WCSY

South Haven, Michigan; United States;
- Frequency: 940 kHz
- Branding: SuperSPORTS 940 COSY-AM

Programming
- Format: defunct
- Affiliations: Fox Sports Radio

Ownership
- Owner: Mid-West Family Broadcast Group

History
- Former call signs: WHIT (12/14/05-01/19/2009) WSPZ (4/12/05-12/14/05) WGMY (3/8/99-4/12/05) WCSY (1/11/99-3/8/99) WGMY (7/18/97-1/11/99) WCSY (10/24/81-7/18/97) WJOR (?-10/24/81)
- Call sign meaning: CoSY

Technical information
- Facility ID: 14011

Links
- Website: WCSY-AM

= WCSY (AM) =

WCSY (940 AM) was a radio station that broadcast in South Haven, Michigan. It formerly simulcasted sister station WCSY-FM (103.7 FM).

==History==
Until 2005, the station's format was Adult Standards fed via satellite from Westwood One; it later switched to an oldies format called "Oldies Plus", from Waitt Radio Networks.
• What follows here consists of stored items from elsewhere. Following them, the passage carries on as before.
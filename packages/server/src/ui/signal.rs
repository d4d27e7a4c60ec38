//! Shutdown signal handling.

/// Resolves on Ctrl-C, or on SIGTERM on Unix.
pub async fn shutdown_signal() {
    let ctrl_c = async {
        if let Err(e) = tokio::signal::ctrl_c().await {
            tracing::error!("Failed to install Ctrl-C handler: {}", e);
            std::future::pending::<()>().await;
        }
    };

    #[cfg(unix)]
    let terminate = async {
        match tokio::signal::unix::signal(tokio::signal::unix::SignalKind::terminate()) {
            Ok(mut signal) => {
                signal.recv().await;
            }
            Err(e) => {
                tracing::error!("Failed to install SIGTERM handler: {}", e);
                std::future::pending::<()>().await;
            }
        }
    };

    #[cfg(not(unix))]
    let terminate = std::future::pending::<()>();

    tokio::select! {
        _ = ctrl_c => tracing::info!("Received Ctrl-C, shutting down"),
        _ = terminate => tracing::info!("Received SIGTERM, shutting down"),
    }
}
The station had filed a construction permit to move its community of license to Hudsonville, Michigan. This move was never completed.

On January 19, 2009, the WCSY call sign was returned to 940 AM to match the WCSY-FM simulcast. The WHIT call sign was then returned to a Mid-West Broadcast Group station in Madison, Wisconsin formerly "WTUX".

In March 2011, the station's website reported that WCSY would be switching to a Sports Talk format on March 31, 2011 featuring Fox Sports Radio and Detroit Tigers baseball. The format change happened on April 8, 2011.

Mid-West Family Broadcasting took WCSY AM 940 South Haven off the air permanently, electing to cease operations as of 10:40 a.m. on Monday, January 2, 2012. The station's two tower array was taken down about a month later. The station license was cancelled by the Federal Communications Commission om January 11, 2012.